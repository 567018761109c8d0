//! Widget state and request sequencing

use crate::coord::Coordinate;
use crate::geo::{AddressInfo, PlaceSuggestion};

/// Monotonic token source
///
/// Every request takes a token; a response is only applied while its
/// token is still the latest one issued.
#[derive(Debug, Default, Clone)]
pub struct Sequencer {
    latest: u64,
}

impl Sequencer {
    pub fn new() -> Self {
        Self::default()
    }

    /// Issue a new token, superseding all earlier ones
    pub fn issue(&mut self) -> u64 {
        self.latest += 1;
        self.latest
    }

    /// Supersede every outstanding token without issuing a new request
    pub fn invalidate(&mut self) {
        self.latest += 1;
    }

    pub fn is_current(&self, token: u64) -> bool {
        token == self.latest
    }
}

/// A reverse lookup in flight
#[derive(Debug, Clone, Copy, PartialEq)]
pub struct LookupTicket {
    token: u64,
    at: Coordinate,
}

impl LookupTicket {
    /// Coordinate the lookup must be issued for
    pub fn at(&self) -> Coordinate {
        self.at
    }
}

/// A forward search in flight
#[derive(Debug, Clone, PartialEq, Eq)]
pub struct SearchTicket {
    token: u64,
    query: String,
}

impl SearchTicket {
    /// Query text to send
    pub fn query(&self) -> &str {
        &self.query
    }
}

/// Everything a widget remembers between gestures
#[derive(Debug, Clone)]
pub struct WidgetState {
    pub coordinate: Coordinate,
    pub address: Option<AddressInfo>,
    pub places: Vec<PlaceSuggestion>,
    lookups: Sequencer,
    searches: Sequencer,
}

impl WidgetState {
    pub fn new(coordinate: Coordinate) -> Self {
        Self {
            coordinate,
            address: None,
            places: Vec::new(),
            lookups: Sequencer::new(),
            searches: Sequencer::new(),
        }
    }

    pub fn issue_lookup(&mut self) -> LookupTicket {
        LookupTicket {
            token: self.lookups.issue(),
            at: self.coordinate,
        }
    }

    pub fn issue_search(&mut self, query: &str) -> SearchTicket {
        SearchTicket {
            token: self.searches.issue(),
            query: query.to_string(),
        }
    }

    pub fn lookup_is_current(&self, ticket: &LookupTicket) -> bool {
        self.lookups.is_current(ticket.token)
    }

    pub fn search_is_current(&self, ticket: &SearchTicket) -> bool {
        self.searches.is_current(ticket.token)
    }

    pub fn cancel_lookups(&mut self) {
        self.lookups.invalidate();
    }

    pub fn cancel_searches(&mut self) {
        self.searches.invalidate();
    }
}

▬▬▬

» **Required work**:
All of the entries, from the first line to the last, should be duplicated exactly.

» **Finished task**:
repository 567018761109c8d0
//! Widget state and request sequencing

use crate::coord::Coordinate;
use crate::geo::{AddressInfo, PlaceSuggestion};

/// Monotonic token source
///
/// Every request takes a token; a response is only applied while its
/// token is still the latest one issued.
#[derive(Debug, Default, Clone)]
pub struct Sequencer {
    latest: u64,
}

impl Sequencer {
    pub fn new() -> Self {
        Self::default()
    }

    /// Issue a new token, superseding all earlier ones
    pub fn issue(&mut self) -> u64 {
        self.latest += 1;
        self.latest
    }

    /// Supersede every outstanding token without issuing a new request
    pub fn invalidate(&mut self) {
        self.latest += 1;
    }

    pub fn is_current(&self, token: u64) -> bool {
        token == self.latest
    }
}

/// A reverse lookup in flight
#[derive(Debug, Clone, Copy, PartialEq)]
pub struct LookupTicket {
    token: u64,
    at: Coordinate,
}

impl LookupTicket {
    /// Coordinate the lookup must be issued for
    pub fn at(&self) -> Coordinate {
        self.at
    }
}

/// A forward search in flight
#[derive(Debug, Clone, PartialEq, Eq)]
pub struct SearchTicket {
    token: u64,
    query: String,
}

impl SearchTicket {
    /// Query text to send
    pub fn query(&self) -> &str {
        &self.query
    }
}

/// Everything a widget remembers between gestures
#[derive(Debug, Clone)]
pub struct WidgetState {
    pub coordinate: Coordinate,
    pub address: Option<AddressInfo>,
    pub places: Vec<PlaceSuggestion>,
    lookups: Sequencer,
    searches: Sequencer,
}

impl WidgetState {
    pub fn new(coordinate: Coordinate) -> Self {
        Self {
            coordinate,
            address: None,
            places: Vec::new(),
            lookups: Sequencer::new(),
            searches: Sequencer::new(),
        }
    }

    pub fn issue_lookup(&mut self) -> LookupTicket {
        LookupTicket {
            token: self.lookups.issue(),
            at: self.coordinate,
        }
    }

    pub fn issue_search(&mut self, query: &str) -> SearchTicket {
        SearchTicket {
            token: self.searches.issue(),
            query: query.to_string(),
        }
    }

    pub fn lookup_is_current(&self, ticket: &LookupTicket) -> bool {
        self.lookups.is_current(ticket.token)
    }

    pub fn search_is_current(&self, ticket: &SearchTicket) -> bool {
        self.searches.is_current(ticket.token)
    }

    pub fn cancel_lookups(&mut self) {
        self.lookups.invalidate();
    }

    pub fn cancel_searches(&mut self) {
        self.searches.invalidate();
    }
}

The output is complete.